Somewhere amid the emotional chaos of last weekend I felt something within me slowly wilt at the dawning realisation of no more league football for three whole months. It was a bit like those moments on a dancefloor when you alternate between ecstasy and just wanting to be home in your bed.

I glimpsed the future and saw myself at the end of May announcing my official Scholes-style retirement from reading English-based football reporting. (I will inevitably fall off the wagon and allow myself the sneaky schadenfreude delights of a sordid late night peak at the latest tabloid rumour to rock the England camp as they shoot themselves in the foot – or face – once again. “Neville and Man U Players in Private-Pile-Style Soap-bar Beatings of Andy Carroll”. I’ll admit that’s not a particularly catchy headline but I do like the image).

I saw myself at the end of June, screaming at ball-hog Spaniards to ‘just take a fucking ping!’ or (heaven forbid) witnessing another Greek Tragedy as painfully played out in Portugal 2004, AKA: The Worst Football Tournament Of All Time™.

I saw myself in mid-July, mired in the spurious summer rumour mill and hoping that Aberdeen were not re-signing Darren Mackie.

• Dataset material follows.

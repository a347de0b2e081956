pub(crate) mod listener;
pub(crate) mod sender;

And I saw myself at the beginning of August, lambasting golf as ‘a shite game’ and looking forward to watching Strathspey Thistle vs Sporting Govan FC on the opening day of the season.

But at least I have the Euros to look forward to in between, don’t I? Well no, not really. The Euros is ok but it’s certainly not the World Cup. Scotland are AWOL as usual; there are perhaps only three sides that can win it (two of those are in the same initial group); there are no real surprises these days; and it only lasts a month.

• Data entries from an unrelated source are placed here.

//! Error types for the data channel.

use std::io::ErrorKind;

use synergy_protocol::TransferResult;
use synergy_transfer::TransferError;

/// Errors produced by the framer and the transfer sessions.
#[derive(Debug, thiserror::Error)]
pub enum DataChannelError {
    #[error("I/O error: {0}")]
    Io(#[from] std::io::Error),

    /// The stream ended or broke in the middle of a frame or chunk.
    #[error("framing error: {0}")]
    Framing(String),

    #[error("protocol error: {0}")]
    Protocol(String),

    #[error("checksum mismatch for chunk {chunk_id}")]
    ChecksumMismatch { chunk_id: u64 },

    #[error("file checksum mismatch: expected {expected}, got {actual}")]
    FileChecksumMismatch { expected: String, actual: String },

    /// The peer refused the transfer.
    #[error("rejected by peer: {0}")]
    Rejected(String),

    #[error("invalid file path: {0}")]
    InvalidPath(String),

    #[error("chunk size {size} exceeds limit of {max} bytes")]
    ChunkTooLarge { size: u64, max: u64 },

    #[error("cancelled")]
    Cancelled,

    #[error("timed out waiting for peer")]
    Timeout,

    #[error("invalid JSON payload: {0}")]
    Json(#[from] serde_json::Error),
}

impl DataChannelError {
    /// Machine-checkable failure kind carried in failure records.
    pub fn kind(&self) -> &'static str {
        if self.is_connection_lost() {
            return "connection_lost";
        }
        match self {
            Self::Io(_) => "io_error",
            Self::Framing(_) => "connection_lost",
            Self::Protocol(_) | Self::Json(_) => "protocol_violation",
            Self::ChecksumMismatch { .. } => "chunk_checksum_mismatch",
            Self::FileChecksumMismatch { .. } => "file_checksum_mismatch",
            Self::Rejected(_) => "rejected",
            Self::InvalidPath(_) => "invalid_path",
            Self::ChunkTooLarge { .. } => "chunk_too_large",
            Self::Cancelled => "cancelled",
            Self::Timeout => "timeout",
        }
    }

    /// Returns `true` if the peer went away.
    pub fn is_connection_lost(&self) -> bool {
        match self {
            Self::Framing(_) => true,
            Self::Io(e) => matches!(
                e.kind(),
                ErrorKind::UnexpectedEof
                    | ErrorKind::BrokenPipe
                    | ErrorKind::ConnectionReset
                    | ErrorKind::ConnectionAborted
            ),
            _ => false,
        }
    }

    /// Terminal failure record describing this error.
    pub fn to_result(&self) -> TransferResult {
        TransferResult::failure(self.kind(), self.to_string())
    }
}

impl From<TransferError> for DataChannelError {
    fn from(err: TransferError) -> Self {
        match err {
            TransferError::Io(e) => Self::Io(e),
            TransferError::InvalidPath(msg) => Self::InvalidPath(msg),
            TransferError::InvalidSize(msg) => Self::Protocol(msg),
            TransferError::ChecksumMismatch { expected, actual } => {
                Self::FileChecksumMismatch { expected, actual }
            }
        }
    }
}

#[cfg(test)]
mod tests {
    use super::*;

    #[test]
    fn connection_loss_kinds() {
        let eof = DataChannelError::Io(std::io::Error::from(ErrorKind::UnexpectedEof));
        assert!(eof.is_connection_lost());
        assert_eq!(eof.kind(), "connection_lost");

        let reset = DataChannelError::Io(std::io::Error::from(ErrorKind::ConnectionReset));
        assert_eq!(reset.kind(), "connection_lost");

        let denied = DataChannelError::Io(std::io::Error::from(ErrorKind::PermissionDenied));
        assert!(!denied.is_connection_lost());
        assert_eq!(denied.kind(), "io_error");

        assert_eq!(
            DataChannelError::Framing("eof".into()).kind(),
            "connection_lost"
        );
    }

    #[test]
    fn to_result_is_failure_record() {
        let result = DataChannelError::ChecksumMismatch { chunk_id: 3 }.to_result();
        assert!(!result.is_complete());
        assert_eq!(result.error(), Some("chunk_checksum_mismatch"));
    }
}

The real issue I suppose is that summer football is no longer the exciting and unknown quantity it used to be. There are no shocks or discoveries anymore in this global game. The majority of the players that we’ll be watching in Ukraine and Poland this summer are players that we see week-in-week-out in the Premiership; if not La Liga; if not the Bundesliga; if not Ligue 1… You get the picture.

In fact, we all get the picture. TV channels such as Sky and ESPN and of course other mediums like t’interweb have combined to make the footballing world a lot smaller, and in doing so they have removed the old sheen of mystery and potential surprise from international football – particularly the Euros.

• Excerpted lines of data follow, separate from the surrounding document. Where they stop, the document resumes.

//! Length-prefixed JSON framing.
//!
//! # Wire format
//!
//! ```text
//! FRAME:
//!   [4 bytes BE: payload_len]
//!   [payload_len bytes: UTF-8 JSON object]
//!
//! CHUNK (sender -> receiver):
//!   FRAME(ChunkHeader)
//!   [chunk_size bytes: raw chunk data, unframed]
//! ```
//!
//! Readers either get a whole frame or an error; a stream that ends part
//! way through a frame is a [`DataChannelError::Framing`] error.

use std::io::ErrorKind;

use serde::Serialize;
use serde::de::DeserializeOwned;
use tokio::io::{AsyncRead, AsyncReadExt, AsyncWrite, AsyncWriteExt};

use crate::error::DataChannelError;

/// Size of the length prefix.
pub const FRAME_HEADER_LEN: usize = 4;

/// Writes one frame carrying `payload` and flushes.
pub async fn write_frame<W: AsyncWrite + Unpin>(
    writer: &mut W,
    payload: &[u8],
) -> Result<(), DataChannelError> {
    let len = u32::try_from(payload.len()).map_err(|_| {
        DataChannelError::Protocol(format!(
            "frame payload too large: {} bytes (max {})",
            payload.len(),
            u32::MAX
        ))
    })?;
    writer.write_u32(len).await?;
    writer.write_all(payload).await?;
    writer.flush().await?;
    Ok(())
}

/// Reads one frame. With `max_len` set, larger frames are refused before
/// their payload is read.
pub async fn read_frame<R: AsyncRead + Unpin>(
    reader: &mut R,
    max_len: Option<usize>,
) -> Result<Vec<u8>, DataChannelError> {
    let len = reader
        .read_u32()
        .await
        .map_err(|e| eof_to_framing(e, "frame length"))? as usize;

    if let Some(max) = max_len {
        if len > max {
            return Err(DataChannelError::Protocol(format!(
                "frame of {len} bytes exceeds limit of {max}"
            )));
        }
    }

    let mut payload = vec![0u8; len];
    reader
        .read_exact(&mut payload)
        .await
        .map_err(|e| eof_to_framing(e, "frame payload"))?;
    Ok(payload)
}

/// Serializes `payload` as JSON and sends it as one frame.
pub async fn send_message<W: AsyncWrite + Unpin>(
    writer: &mut W,
    payload: &serde_json::Value,
) -> Result<(), DataChannelError> {
    send_json(writer, payload).await
}

/// Receives one frame and decodes it as a JSON value.
pub async fn receive_message<R: AsyncRead + Unpin>(
    reader: &mut R,
) -> Result<serde_json::Value, DataChannelError> {
    receive_json(reader).await
}

/// Like [`receive_message`] but refuses frames longer than `max_len`.
pub async fn receive_message_bounded<R: AsyncRead + Unpin>(
    reader: &mut R,
    max_len: usize,
) -> Result<serde_json::Value, DataChannelError> {
    let payload = read_frame(reader, Some(max_len)).await?;
    Ok(serde_json::from_slice(&payload)?)
}

/// Sends any serializable value as one JSON frame.
pub async fn send_json<W, T>(writer: &mut W, value: &T) -> Result<(), DataChannelError>
where
    W: AsyncWrite + Unpin,
    T: Serialize + ?Sized,
{
    let payload = serde_json::to_vec(value)?;
    write_frame(writer, &payload).await
}

/// Receives one JSON frame and decodes it into `T`.
pub async fn receive_json<R, T>(reader: &mut R) -> Result<T, DataChannelError>
where
    R: AsyncRead + Unpin,
    T: DeserializeOwned,
{
    let payload = read_frame(reader, None).await?;
    Ok(serde_json::from_slice(&payload)?)
}

/// Reads exactly `len` raw bytes.
pub async fn read_exact_bytes<R: AsyncRead + Unpin>(
    reader: &mut R,
    len: usize,
) -> Result<Vec<u8>, DataChannelError> {
    let mut buf = vec![0u8; len];
    reader
        .read_exact(&mut buf)
        .await
        .map_err(|e| eof_to_framing(e, "raw chunk data"))?;
    Ok(buf)
}

/// Writes raw bytes and flushes.
pub async fn write_raw<W: AsyncWrite + Unpin>(
    writer: &mut W,
    data: &[u8],
) -> Result<(), DataChannelError> {
    writer.write_all(data).await?;
    writer.flush().await?;
    Ok(())
}

fn eof_to_framing(err: std::io::Error, what: &str) -> DataChannelError {
    if err.kind() == ErrorKind::UnexpectedEof {
        DataChannelError::Framing(format!("stream closed while reading {what}"))
    } else {
        DataChannelError::Io(err)
    }
}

The point that many top players now value their club above their country has also been trotted out often enough and I would have to agree that for many that seems to be the case. Club football is too much of a business for many of those involved not to treat it objectively. There is no room for a summer of damp-eyed national anthems or injury-inducing national pride at this club, son.

So what to do with this summer comedown? Actually go and play more football? Immerse myself in a new game of Football Manager? Fantasise about a Mancini vs Mourinho smug-off? All are feasible options but none of them quite compare to the pleasure I get from the daily theatre of the everyman, the weekend melodrama of millionaires and wannabees, or the expert pub-punditry of the informed and the imbecilic alike. I guess I’ll suck it up and try to enjoy the trough, perhaps do a Carlos Tevez and obliviously work on my golf swing.

R.I.P. 2011/2012 season. You were distinctly average (from the top tier of the Richard Donald Stand anyway) but you’ll still be missed.